# [What to produce]
Below are the records; copy each line in which "ApiKeyMissing" occurs.
(Input for this task begins)
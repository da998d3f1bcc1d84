//! OpenAI chat-completions adapter

use std::sync::Arc;
use std::time::{Duration, Instant};

use serde::{Deserialize, Serialize};

use crate::config::Settings;
use crate::gateway::context::RequestContext;
use crate::gateway::error::{GatewayError, GatewayResult};
use crate::gateway::types::QueryResult;
use crate::logger;
use crate::providers::{
    self, Capabilities, ModelType, ProviderClient, DEFAULT_MAX_OUTPUT_TOKENS, DEFAULT_TEMPERATURE,
};

const ALLOWED_VERSIONS: &[&str] = &["gpt-3.5-turbo", "gpt-4", "gpt-4-turbo", "gpt-4o"];
const DEFAULT_VERSION: &str = "gpt-3.5-turbo";

#[derive(Clone)]
pub struct OpenAiClient {
    settings: Arc<Settings>,
    key: Option<String>,
}

#[derive(Serialize)]
struct ChatRequest<'a> {
    model: &'a str,
    messages: Vec<ChatMessage<'a>>,
    temperature: f64,
    max_tokens: u32,
}

#[derive(Serialize)]
struct ChatMessage<'a> {
    role: &'a str,
    content: &'a str,
}

#[derive(Deserialize)]
struct ChatResponse {
    choices: Vec<Choice>,
    usage: Option<Usage>,
}

#[derive(Deserialize)]
struct Choice {
    message: ChoiceMessage,
}

#[derive(Deserialize)]
struct ChoiceMessage {
    content: Option<String>,
}

#[derive(Deserialize)]
struct Usage {
    prompt_tokens: Option<i64>,
    completion_tokens: Option<i64>,
}

impl OpenAiClient {
    pub fn new(settings: Arc<Settings>, key: Option<String>) -> Self {
        Self { settings, key }
    }

    fn chat_url(&self) -> String {
        format!(
            "{}/v1/chat/completions",
            self.settings.openai_base_url.trim_end_matches('/')
        )
    }

    fn models_url(&self) -> String {
        format!(
            "{}/v1/models",
            self.settings.openai_base_url.trim_end_matches('/')
        )
    }
}

impl ProviderClient for OpenAiClient {
    fn model_type(&self) -> ModelType {
        ModelType::OpenAi
    }

    fn capabilities(&self) -> Capabilities {
        Capabilities {
            supports_streaming: true,
            supports_json_schema: true,
            max_tokens: 4096,
            supported_regions: &["global"],
        }
    }

    fn default_version(&self) -> &'static str {
        DEFAULT_VERSION
    }

    fn allowed_versions(&self) -> &'static [&'static str] {
        ALLOWED_VERSIONS
    }

    async fn query(
        &self,
        ctx: &RequestContext,
        prompt: &str,
        version: &str,
    ) -> GatewayResult<QueryResult> {
        let start = Instant::now();
        let Some(key) = self.key.as_deref() else {
            return Err(GatewayError::ApiKeyMissing(ModelType::OpenAi));
        };
        if providers::is_test_key(&self.settings, key) {
            return Ok(providers::test_key_result(ModelType::OpenAi, prompt, version, start).await);
        }

        let body = ChatRequest {
            model: version,
            messages: vec![ChatMessage {
                role: "user",
                content: prompt,
            }],
            temperature: DEFAULT_TEMPERATURE,
            max_tokens: DEFAULT_MAX_OUTPUT_TOKENS,
        };

        logger::debug(
            "openai",
            &format!("Request started: model={}, request_id={}", version, ctx.request_id),
        );

        let send = providers::shared_client()
            .post(self.chat_url())
            .bearer_auth(key)
            .json(&body)
            .timeout(Duration::from_secs(self.settings.http_timeout_secs))
            .send();
        let response = tokio::select! {
            _ = ctx.cancelled() => return Err(ctx.cancellation_error()),
            r = send => r.map_err(|e| providers::map_transport(ModelType::OpenAi, &e))?,
        };

        let status = response.status().as_u16();
        let text = tokio::select! {
            _ = ctx.cancelled() => return Err(ctx.cancellation_error()),
            t = response.text() => t.map_err(|e| providers::map_transport(ModelType::OpenAi, &e))?,
        };

        if !(200..300).contains(&status) {
            return Err(providers::map_status(ModelType::OpenAi, status, &text));
        }

        let parsed: ChatResponse =
            serde_json::from_str(&text).map_err(|e| GatewayError::InvalidResponse {
                provider: ModelType::OpenAi,
                detail: format!("openai response failed to decode: {}", e),
            })?;

        let content = parsed
            .choices
            .first()
            .and_then(|c| c.message.content.clone())
            .filter(|s| !s.is_empty())
            .ok_or_else(|| GatewayError::EmptyResponse {
                provider: ModelType::OpenAi,
                detail: "openai returned no candidate text".to_string(),
            })?;

        let (input_tokens, output_tokens, total_tokens) = providers::reconcile_tokens(
            prompt,
            &content,
            parsed.usage.as_ref().and_then(|u| u.prompt_tokens),
            parsed.usage.as_ref().and_then(|u| u.completion_tokens),
        );

        Ok(QueryResult {
            response: content,
            response_time_ms: start.elapsed().as_millis() as u64,
            status_code: status,
            input_tokens,
            output_tokens,
            total_tokens,
            num_retries: 0,
            error: None,
        })
    }

    async fn check_availability(&self) -> bool {
        let Some(key) = self.key.as_deref() else {
            return false;
        };
        if providers::is_test_key(&self.settings, key) {
            return true;
        }
        match providers::probe_client()
            .get(self.models_url())
            .bearer_auth(key)
            .send()
            .await
        {
            Ok(response) => response.status().is_success(),
            Err(_) => false,
        }
    }
}

#[cfg(test)]
mod tests {
    use super::*;

    #[tokio::test]
    async fn missing_key_refuses_without_network() {
        let client = OpenAiClient::new(Arc::new(Settings::default()), None);
        let ctx = RequestContext::new(None, None, None);
        let err = client.query(&ctx, "hi", DEFAULT_VERSION).await.unwrap_err();
        assert!(matches!(err, GatewayError::ApiKeyMissing(ModelType::OpenAi)));
    }

    #[tokio::test]
    async fn test_key_short_circuits() {
        let client = OpenAiClient::new(Arc::new(Settings::default()), Some("test_demo".into()));
        let ctx = RequestContext::new(None, None, None);
        let result = client.query(&ctx, "Say hi", DEFAULT_VERSION).await.unwrap();
        assert_eq!(result.status_code, 200);
        assert!(result.response.contains("openai"));
        assert_eq!(
            result.total_tokens,
            result.input_tokens + result.output_tokens
        );
    }

    #[tokio::test]
    async fn missing_key_is_unavailable() {
        let client = OpenAiClient::new(Arc::new(Settings::default()), None);
        assert!(!client.check_availability().await);
    }

    #[test]
    fn usage_decodes_from_wire_shape() {
        let parsed: ChatResponse = serde_json::from_str(
            r#"{"choices":[{"message":{"content":"hi"}}],
                "usage":{"prompt_tokens":3,"completion_tokens":1,"total_tokens":4}}"#,
        )
        .unwrap();
        assert_eq!(parsed.choices[0].message.content.as_deref(), Some("hi"));
        assert_eq!(parsed.usage.unwrap().prompt_tokens, Some(3));
    }
}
(Input for this task ends)
# [Response to this exercise]
            return Err(GatewayError::ApiKeyMissing(ModelType::OpenAi));
        assert!(matches!(err, GatewayError::ApiKeyMissing(ModelType::OpenAi)));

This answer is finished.